Machine learning is helping the healthcare experts to process voluminous amount of imaging data immediately. The technology is making it extremely quick to carefully identify even the tiniest details in imaging results including the CT scans and the mammograms. The results are noticed much more efficiently and speedily as opposed to the human’s ability to do the same. Also, with the help of ML, it becomes easy for the newest imaging solutions to find conditions doctors are not looking for. Also, the new tools are helping the doctors to not ignore anything.
Future of ML and AI in the field of healthcare
Artificial intelligence and machine learning definitely have huge potential to resolve the issues which have plagued the healthcare space for years. Also, experts have started to realize the importance of these powerful technologies, thus we see the adoption rate increasing. But, still, there seems to be a lot more that these technologies are capable of doing. Therefore, we surely need to see more innovations in order to make sure that ML and AI are used in the best possible manner in the field of healthcare.
We would love to see ML and AI based solutions which are developed to boost the accuracy of diagnoses. Also, more tools that can make it easy to customize treatment would be better. Also, practitioners would really like to use the solutions that help them to crowdsource insight from more a lot more experienced fellows for some of the most intense cases.
At the same time, when it comes to preventative care, ML and AI can surely do a lot more. Physicians should be offered with powerful solutions to focus on overall wellbeing of a care seeker and not only treating a health condition.
Also, AI and ML powered robotics should be used more often for surgeries. They help to incorporate the real-time surgery metrics as well as all the information from successful surgical experiences to enhance the outcome of the surgery. Also, they are quite time saving as well. Therefore, there seems to be a lot that can be done to make sure that ML and AI are used to their fullest potential. But, needless to say, this nowhere means that these technologies are not used at the present. It is just that the use and the inventions have to increase as the healthcare space is now ready for them!
Is Machine Learning the same as Artificial Intelligence?

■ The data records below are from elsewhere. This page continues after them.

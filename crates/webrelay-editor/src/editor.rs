//! The live editor: a web surface bound to a parameter store.
//!
//! [`UnboundEditor`] is what surface construction returns. Binding it to
//! parameters and a host edit sink yields an [`Editor`], which routes page
//! messages into parameter edits and pushes parameter changes back to the
//! page.

use std::sync::Arc;
use std::time::Instant;

use serde::Serialize;
use serde_json::{Map, Value};
use webrelay_core::{
    GuiConstraints, GuiDelegate, HostEditSink, ParameterId, ParameterSnapshot, ParameterStore,
    Rect, Size, TelemetrySource, WebViewHandler,
};
use webrelay_webview::{bridge, WebSurface, WebViewError};

use crate::attachment::Attachment;
use crate::error::RelayError;
use crate::ipc::{parse_message, WebMessage};
use crate::relay::{Relay, RelaySet, RelayState};
use crate::telemetry_pump::{PumpOutcome, TelemetryPump};

/// A built surface whose relays are not yet bound to parameters.
///
/// Dropping it detaches the surface.
pub struct UnboundEditor {
    surface: Option<Box<dyn WebSurface>>,
    relays: RelaySet,
    constraints: GuiConstraints,
}

impl UnboundEditor {
    pub(crate) fn new(surface: Box<dyn WebSurface>, relays: RelaySet, constraints: GuiConstraints) -> Self {
        Self {
            surface: Some(surface),
            relays,
            constraints,
        }
    }

    pub fn relays(&self) -> &RelaySet {
        &self.relays
    }

    /// Pair every relay with the parameter of the same key.
    ///
    /// Fails on the first relay with no parameter or with a parameter of
    /// the wrong kind; the surface is detached in that case.
    pub fn bind(
        mut self,
        parameters: Arc<dyn ParameterStore>,
        sink: Arc<dyn HostEditSink>,
    ) -> Result<Editor, RelayError> {
        let mut attachments = Vec::with_capacity(self.relays.len());
        for relay in &self.relays {
            let Some(parameter) = parameters.by_key(relay.key()) else {
                log::error!("relay {:?} has no matching parameter", relay.key());
                return Err(RelayError::UnknownParameter {
                    key: relay.key().to_string(),
                });
            };
            attachments.push(Attachment::bind(relay, parameter)?);
        }

        let Some(surface) = self.surface.take() else {
            return Err(WebViewError::NotAttached.into());
        };
        let mut relays = std::mem::take(&mut self.relays);
        relays.advance_all(RelayState::Bound);
        log::debug!("bound {} relays", relays.len());

        Ok(Editor {
            surface: Some(surface),
            last_values: vec![f64::NAN; attachments.len()],
            relays: relays.into_vec(),
            attachments,
            parameters,
            sink,
            handler: None,
            delegate: None,
            constraints: self.constraints,
            loaded: false,
        })
    }
}

impl Drop for UnboundEditor {
    fn drop(&mut self) {
        if let Some(mut surface) = self.surface.take() {
            surface.detach();
            self.relays.advance_all(RelayState::TornDown);
        }
    }
}

impl std::fmt::Debug for UnboundEditor {
    fn fmt(&self, f: &mut std::fmt::Formatter<'_>) -> std::fmt::Result {
        f.debug_struct("UnboundEditor")
            .field("relays", &self.relays)
            .finish_non_exhaustive()
    }
}

/// A web editor with bound relays.
///
/// All methods must be called on the UI thread. The platform backend feeds
/// page messages to [`handle_message`](Self::handle_message), reports
/// navigation completion through [`page_loaded`](Self::page_loaded) and
/// drives [`sync_parameters`](Self::sync_parameters) from its UI timer.
pub struct Editor {
    surface: Option<Box<dyn WebSurface>>,
    relays: Vec<Relay>,
    /// Parallel to `relays`.
    attachments: Vec<Attachment>,
    /// Last normalized value the page knows per relay. NAN means unknown.
    last_values: Vec<f64>,
    parameters: Arc<dyn ParameterStore>,
    sink: Arc<dyn HostEditSink>,
    handler: Option<Arc<dyn WebViewHandler>>,
    delegate: Option<Box<dyn GuiDelegate>>,
    constraints: GuiConstraints,
    loaded: bool,
}

impl Editor {
    /// Route custom `invoke`/`event` messages to `handler`.
    pub fn set_webview_handler(&mut self, handler: Arc<dyn WebViewHandler>) {
        self.handler = Some(handler);
    }

    /// Install plugin lifecycle hooks. `gui_opened` fires immediately.
    pub fn set_gui_delegate(&mut self, mut delegate: Box<dyn GuiDelegate>) {
        if self.is_attached() {
            delegate.gui_opened();
        }
        self.delegate = Some(delegate);
    }

    pub fn relays(&self) -> &[Relay] {
        &self.relays
    }

    pub fn keys(&self) -> impl Iterator<Item = &str> + '_ {
        self.relays.iter().map(Relay::key)
    }

    pub fn relay_state(&self, key: &str) -> Option<RelayState> {
        self.relays.iter().find(|r| r.key() == key).map(Relay::state)
    }

    pub fn parameters(&self) -> &Arc<dyn ParameterStore> {
        &self.parameters
    }

    /// Whether the surface is still attached.
    pub fn is_attached(&self) -> bool {
        self.surface.is_some()
    }

    /// Whether the page has reported loaded since the surface was built.
    pub fn is_loaded(&self) -> bool {
        self.loaded
    }

    /// The page finished loading: send every bound relay's state.
    ///
    /// Called again after a reload, in which case the page gets a fresh
    /// dump.
    pub fn page_loaded(&mut self) {
        let Some(surface) = self.surface.as_deref() else {
            return;
        };
        let mut snapshots = Vec::with_capacity(self.attachments.len());
        for (i, attachment) in self.attachments.iter().enumerate() {
            let Some(parameter) = self.parameters.by_id(attachment.id) else {
                continue;
            };
            self.last_values[i] = parameter.get_normalized();
            snapshots.push(ParameterSnapshot::of(parameter));
        }
        match serde_json::to_string(&snapshots) {
            Ok(json) => surface.evaluate_js(&bridge::init_script(&json)),
            Err(e) => log::error!("failed to serialize initial state: {e}"),
        }
        for relay in &mut self.relays {
            relay.advance(RelayState::Active);
        }
        self.loaded = true;
        log::debug!("web UI loaded, {} relays active", self.relays.len());
    }

    /// Push parameters that changed since the last push.
    ///
    /// Returns the number of values sent. Values the page itself set are
    /// not echoed back.
    pub fn sync_parameters(&mut self) -> usize {
        if !self.loaded {
            return 0;
        }
        let Some(surface) = self.surface.as_deref() else {
            return 0;
        };
        let mut changed = Map::new();
        for (i, attachment) in self.attachments.iter().enumerate() {
            let Some(value) = self.parameters.get_normalized(attachment.id) else {
                continue;
            };
            // NAN never compares equal, so unknown values are always sent.
            if value != self.last_values[i] {
                self.last_values[i] = value;
                changed.insert(self.relays[i].key().to_string(), Value::from(value));
            }
        }
        if changed.is_empty() {
            return 0;
        }
        if let Some(script) = bridge::params_script(&changed) {
            surface.evaluate_js(&script);
        }
        changed.len()
    }

    /// Handle a raw JSON message posted by the page.
    pub fn handle_message(&mut self, json: &str) {
        let Some(message) = parse_message(json) else {
            return;
        };
        match message {
            WebMessage::ParamSet { key, value } => self.set_from_web(&key, &value),
            WebMessage::ParamBegin { key } => {
                if let Some(id) = self.editable_id(&key) {
                    self.sink.begin_edit(id);
                }
            }
            WebMessage::ParamEnd { key } => {
                if let Some(id) = self.editable_id(&key) {
                    self.sink.end_edit(id);
                }
            }
            WebMessage::Invoke { method, args, call_id } => {
                let result = match &self.handler {
                    Some(handler) => handler.on_invoke(&method, &args),
                    None => Ok(Value::Null),
                };
                if let (Some(surface), Some(script)) =
                    (self.surface.as_deref(), bridge::result_script(call_id, &result))
                {
                    surface.evaluate_js(&script);
                }
            }
            WebMessage::Event { name, data } => {
                if let Some(handler) = &self.handler {
                    handler.on_event(&name, &data);
                }
            }
        }
    }

    fn find(&self, key: &str) -> Option<(usize, Attachment)> {
        let found = self
            .relays
            .iter()
            .position(|r| r.key() == key)
            .map(|i| (i, self.attachments[i]));
        if found.is_none() {
            log::warn!("message for undeclared relay {key:?}");
        }
        found
    }

    /// Parameter id for a gesture message, or `None` for undeclared relays
    /// and read-only parameters.
    fn editable_id(&self, key: &str) -> Option<ParameterId> {
        let (_, attachment) = self.find(key)?;
        let parameter = self.parameters.by_id(attachment.id)?;
        if parameter.info().flags.is_readonly {
            log::debug!("ignoring gesture on read-only parameter {key:?}");
            return None;
        }
        Some(attachment.id)
    }

    fn set_from_web(&mut self, key: &str, value: &Value) {
        let Some((index, attachment)) = self.find(key) else {
            return;
        };
        let Some(parameter) = self.parameters.by_id(attachment.id) else {
            return;
        };
        if parameter.info().flags.is_readonly {
            log::warn!("ignoring web edit of read-only parameter {key:?}");
            return;
        }
        let Some(normalized) = attachment.web_to_normalized(parameter, value) else {
            log::warn!("invalid value for {} relay {key:?}: {value}", attachment.kind.as_str());
            return;
        };

        let id = attachment.id;
        let discrete = attachment.kind.is_discrete();
        if discrete {
            self.sink.begin_edit(id);
        }
        parameter.set_normalized(normalized);
        self.sink.perform_edit(id, parameter.get_normalized());
        if discrete {
            self.sink.end_edit(id);
        }
        // The page already shows this value. If the parameter stored
        // something else (step snapping), the next sync sends the difference.
        self.last_values[index] = normalized;
    }

    /// Send a named event if the surface is visible. Returns whether it was
    /// sent.
    pub fn emit_event(&self, name: &str, data: &impl Serialize) -> bool {
        match self.surface.as_deref() {
            Some(surface) => bridge::emit_event_if_visible(surface, name, data),
            None => false,
        }
    }

    /// Poll a telemetry pump against this editor's surface.
    pub fn pump_telemetry(
        &self,
        pump: &mut TelemetryPump,
        now: Instant,
        source: &dyn TelemetrySource,
    ) -> PumpOutcome {
        match self.surface.as_deref() {
            Some(surface) => pump.poll(now, surface, source),
            None => PumpOutcome::SkippedHidden,
        }
    }

    /// Position the surface inside the parent.
    pub fn set_bounds(&mut self, bounds: Rect) -> Result<(), WebViewError> {
        let surface = self.surface.as_deref_mut().ok_or(WebViewError::NotAttached)?;
        surface.set_bounds(bounds);
        Ok(())
    }

    /// Resize the editor within its constraints. Returns the applied size.
    pub fn resize(&mut self, requested: Size) -> Result<Size, WebViewError> {
        let size = self.constraints.clamp(requested);
        self.set_bounds(Rect::from_size(size))?;
        if let Some(delegate) = &mut self.delegate {
            delegate.gui_resized(size);
        }
        Ok(size)
    }

    pub fn constraints(&self) -> GuiConstraints {
        self.constraints
    }

    /// Tear down: detach the surface and retire every relay.
    ///
    /// Parameter values are untouched. Calling it twice is a no-op.
    pub fn close(&mut self) {
        let Some(mut surface) = self.surface.take() else {
            return;
        };
        if let Some(delegate) = &mut self.delegate {
            delegate.gui_closed();
        }
        surface.detach();
        for relay in &mut self.relays {
            relay.advance(RelayState::TornDown);
        }
        self.loaded = false;
        log::debug!("web editor closed");
    }
}

impl Drop for Editor {
    fn drop(&mut self) {
        self.close();
    }
}

impl std::fmt::Debug for Editor {
    fn fmt(&self, f: &mut std::fmt::Formatter<'_>) -> std::fmt::Result {
        f.debug_struct("Editor")
            .field("relays", &self.relays)
            .field("attached", &self.is_attached())
            .field("loaded", &self.loaded)
            .finish_non_exhaustive()
    }
}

Machine learning and artificial intelligence are used interchangeably, but they are not exactly the same. Here’s how:
Let’s consider a newborn baby and a parent’s relation here for reference. When a parent teaches a newborn to say “mom,” “dad,” etc, the newborn picks up from what he or she is being taught. Whereas, few years later, they might even learn a few things without being taught as well. So, here, the newborn can be referred as a computer and the parent as an expert, developer, or a scientist. So, firstly, when the computer is taught to understand a certain patent it will. But, later, because of artificial intelligence the computer will automatically process the instructions in its own way. So, we can say that ML is an approach towards AI.
Plenty of tech geniuses are making attractive promises centered on innovations in machine learning or a few other leading-edge developments in the field of healthcare. However, all the innovations have to help the day-to-day clinical care. The possibilities are endless, but at the same time, there needs to be a focus (which is there) in order to create a tools that are beneficial for both the healthcare experts and the patients.